12 October 2017 14:18 WITA

Bupati Bulukumba Sepakati Aplikasi TPP

Editor: Almaliki
Bupati Bulukumba Sepakati Aplikasi TPP

RAKYATKU.COM, BULUKUMBA - Bupati Bulukumba, Sukri Sappewali menandatangani berita acara serah terima source code aplikasi perizinan dan Tambahan Penghasilan Pegawai (TPP) dengan Pemerintah Provinsi Sulawesi Selatan, di Ruang Pola Kantor Gubernur Sulsel, Kamis (12/10/2017).

Penandatangan ini bagian dari sosialisasi agenda pencegahan korupsi terintegrasi pada Pemerintah Provinsi Sulsel dengan pemerintah kabupaten/kota, yang diharapkan kepala daerah dapat mengadopsi aplikasi ini di daerahnya masing-masing.

Kepala Satgas Wilayah 1 Kedeputian Bidang Pencegahan KPK RI, Tri Gamarefa dalam sambutannya menyampaikan, terkait koordinasi dan supervisi pemberantasan korupsi terintegrasi, KPK berwenang melakukan pencegahan tindak pidana korupsi. Termasuk kepada Pemkab Bulukumba, Tri Gamarefa berterima kasih kepada bupati yang telah menggunakan sistem tersebut di desanya di Kabupaten Bulukumba.

“Masih banyak daerah di Sulsel yang belum menerapkan sistem pelayanan perizinan secara daring dan belum memberikan tambahan penghasilan untuk pegawainya, oleh karena itu, kami mengharapkan kepada seluruh pemerintah kabupaten dan kota untuk segera mengambil langkah strategis guna mewujudkan pemberantasan korupsi yang terintegrasi,” ungkapnya.

Sementara itu, Gubernur Sulawesi Selatan, Syahrul Yasin Limpo (SYL), mengatakan bahwa KPK dan Perwakilan BPKP Sulsel mempunyai andil besar dalam membantu pemerintah Provinsi Sulsel dalam melaksanakan program pencegahan korupsi.

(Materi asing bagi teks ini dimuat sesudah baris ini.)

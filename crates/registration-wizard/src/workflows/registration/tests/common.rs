use std::collections::HashMap;
use std::sync::{Arc, Mutex};

use async_trait::async_trait;
use axum::response::Response;
use serde_json::Value;

use crate::workflows::registration::capabilities::{
    CapabilityError, EmailExistenceCheck, FormSubmit, FormSubmitError, NotifyApplicant,
};
use crate::workflows::registration::domain::{
    ApplicationForm, FieldName, ResumeFile, SubmissionRecord,
};
use crate::workflows::registration::persistence::{KeyValueStore, PersistenceError};
use crate::workflows::registration::pipeline::SubmissionPipeline;
use crate::workflows::registration::wizard::WizardController;

pub(super) type CallLog = Arc<Mutex<Vec<&'static str>>>;

pub(super) fn valid_form() -> ApplicationForm {
    ApplicationForm {
        name: "Asha Rao".to_string(),
        email: "asha.rao@example.com".to_string(),
        phone: "9876543210".to_string(),
        gender: "Female".to_string(),
        dob: "1998-04-12".to_string(),
        certificate_no: "SSC-2014-44817".to_string(),
        degree: "B.Tech".to_string(),
        yop: "2020".to_string(),
        fresher: "Experienced".to_string(),
        relevant_exp: "3 years".to_string(),
        other_exp: "1 year".to_string(),
        expertise: "Data engineering".to_string(),
        current_ctc: "6 LPA".to_string(),
        expected_ctc: "9 LPA".to_string(),
        notice: "Notice Period".to_string(),
        notice_days: "30".to_string(),
        notice_serving_till: "2025-11-30".to_string(),
        known_through: "LinkedIn".to_string(),
        resume: None,
    }
}

pub(super) fn pdf_resume(size: usize) -> ResumeFile {
    let mut bytes = b"%PDF-1.7\n".to_vec();
    bytes.resize(size.max(bytes.len()), b'0');
    bytes.truncate(size);
    ResumeFile::new("asha-rao.pdf", "application/pdf", bytes)
}

pub(super) fn word_resume() -> ResumeFile {
    ResumeFile::new(
        "asha-rao.docx",
        "application/vnd.openxmlformats-officedocument.wordprocessingml.document",
        vec![0x50, 0x4b, 0x03, 0x04],
    )
}

#[derive(Default)]
pub(super) struct MemoryStore {
    entries: Mutex<HashMap<String, String>>,
}

impl MemoryStore {
    pub(super) fn raw(&self, key: &str) -> Option<String> {
        self.entries
            .lock()
            .expect("store mutex poisoned")
            .get(key)
            .cloned()
    }
}

impl KeyValueStore for MemoryStore {
    fn get(&self, key: &str) -> Result<Option<String>, PersistenceError> {
        Ok(self.raw(key))
    }

    fn set(&self, key: &str, value: &str) -> Result<(), PersistenceError> {
        self.entries
            .lock()
            .expect("store mutex poisoned")
            .insert(key.to_string(), value.to_string());
        Ok(())
    }

    fn remove(&self, key: &str) -> Result<(), PersistenceError> {
        self.entries
            .lock()
            .expect("store mutex poisoned")
            .remove(key);
        Ok(())
    }
}

pub(super) struct UnavailableStore;

impl KeyValueStore for UnavailableStore {
    fn get(&self, _key: &str) -> Result<Option<String>, PersistenceError> {
        Err(PersistenceError::Io(std::io::Error::other("storage quota exceeded")))
    }

    fn set(&self, _key: &str, _value: &str) -> Result<(), PersistenceError> {
        Err(PersistenceError::Io(std::io::Error::other("storage quota exceeded")))
    }

    fn remove(&self, _key: &str) -> Result<(), PersistenceError> {
        Err(PersistenceError::Io(std::io::Error::other("storage quota exceeded")))
    }
}

pub(super) struct FakeEmailCheck {
    taken: Vec<String>,
    log: CallLog,
}

impl FakeEmailCheck {
    pub(super) fn new(taken: &[&str], log: CallLog) -> Self {
        Self {
            taken: taken.iter().map(|email| email.to_string()).collect(),
            log,
        }
    }
}

#[async_trait]
impl EmailExistenceCheck for FakeEmailCheck {
    async fn email_exists(&self, email: &str) -> bool {
        self.log.lock().expect("log mutex").push("check_email");
        self.taken.iter().any(|taken| taken == email)
    }
}

pub(super) enum SubmitBehavior {
    Accept,
    Reject(&'static str),
    Unreachable,
}

pub(super) struct FakeFormSubmit {
    behavior: SubmitBehavior,
    log: CallLog,
    records: Mutex<Vec<SubmissionRecord>>,
}

impl FakeFormSubmit {
    pub(super) fn new(behavior: SubmitBehavior, log: CallLog) -> Self {
        Self {
            behavior,
            log,
            records: Mutex::new(Vec::new()),
        }
    }

    pub(super) fn records(&self) -> Vec<SubmissionRecord> {
        self.records.lock().expect("records mutex").clone()
    }
}

#[async_trait]
impl FormSubmit for FakeFormSubmit {
    async fn submit_form(&self, record: &SubmissionRecord) -> Result<(), FormSubmitError> {
        self.log.lock().expect("log mutex").push("submit_form");
        self.records
            .lock()
            .expect("records mutex")
            .push(record.clone());
        match self.behavior {
            SubmitBehavior::Accept => Ok(()),
            SubmitBehavior::Reject(message) => Err(FormSubmitError::Rejected(message.to_string())),
            SubmitBehavior::Unreachable => Err(FormSubmitError::Unavailable(
                CapabilityError::Transport("connection refused".to_string()),
            )),
        }
    }
}

pub(super) struct FakeNotifier {
    fail: bool,
    log: CallLog,
    sent: Mutex<Vec<String>>,
}

impl FakeNotifier {
    pub(super) fn new(fail: bool, log: CallLog) -> Self {
        Self {
            fail,
            log,
            sent: Mutex::new(Vec::new()),
        }
    }

    pub(super) fn sent(&self) -> Vec<String> {
        self.sent.lock().expect("sent mutex").clone()
    }
}

#[async_trait]
impl NotifyApplicant for FakeNotifier {
    async fn notify(&self, email: &str) -> Result<(), CapabilityError> {
        self.log.lock().expect("log mutex").push("notify");
        self.sent.lock().expect("sent mutex").push(email.to_string());
        if self.fail {
            Err(CapabilityError::Status {
                status: 502,
                body: "mail relay down".to_string(),
            })
        } else {
            Ok(())
        }
    }
}

pub(super) struct Harness {
    pub(super) pipeline: SubmissionPipeline,
    pub(super) form_submit: Arc<FakeFormSubmit>,
    pub(super) notifier: Arc<FakeNotifier>,
    pub(super) log: CallLog,
}

pub(super) fn harness(taken: &[&str], submit: SubmitBehavior, notify_fails: bool) -> Harness {
    let log: CallLog = Arc::default();
    let form_submit = Arc::new(FakeFormSubmit::new(submit, log.clone()));
    let notifier = Arc::new(FakeNotifier::new(notify_fails, log.clone()));
    let pipeline = SubmissionPipeline::new(form_submit.clone())
        .with_email_check(Arc::new(FakeEmailCheck::new(taken, log.clone())))
        .with_notifier(notifier.clone());
    Harness {
        pipeline,
        form_submit,
        notifier,
        log,
    }
}

pub(super) fn calls(log: &CallLog) -> Vec<&'static str> {
    log.lock().expect("log mutex").clone()
}

/// Fill every text field through the controller and walk it to the final step.
pub(super) fn completed_wizard(store: Arc<MemoryStore>) -> WizardController<MemoryStore> {
    let mut wizard = WizardController::new(store);
    let form = valid_form();
    for field in FieldName::text_fields() {
        let value = form.value(field).expect("text field").to_string();
        wizard.set_field(field, value).expect("persist edit");
    }
    while !wizard.is_final_step() {
        assert!(wizard.advance(), "step {} should validate", wizard.step());
    }
    wizard
}

pub(super) async fn read_json_body(response: Response) -> Value {
    let body = axum::body::to_bytes(response.into_body(), 64 * 1024)
        .await
        .expect("read body");
    serde_json::from_slice(&body).expect("json payload")
}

“Ini perlu dilakukan secara bersama-sama untuk mengatasinya, bupati harus lebih berhati-hati dalam menjalankan roda pemerintahan agar tidak terlibat kasus korupsi, karena melihat kondisi saat ini dengan banyaknya pejabat daerah yang berurusan dengan hukum, karena tindak pidana korupsi,” ujar SYL

Dikatakannya, upaya pemberantasan korupsi sangat tergantung pada kemauan atau komitmen pimpinan pemerintahan. "Olehnya itu, mari kita bahu membahu dalam mencegah terjadinya korupsi di daerah kita masing-masing."

Sekadar diketahui, masih ada lebih 556 desa di Sulsel yang belum menerapkan Aplikasi Sistem Pengelolaan Keuangan Desa (Siskeudes), sehingga perlunya keseriusan para bupati untuk mendorong percepatan pelaksanaan Siskeudes tersebut.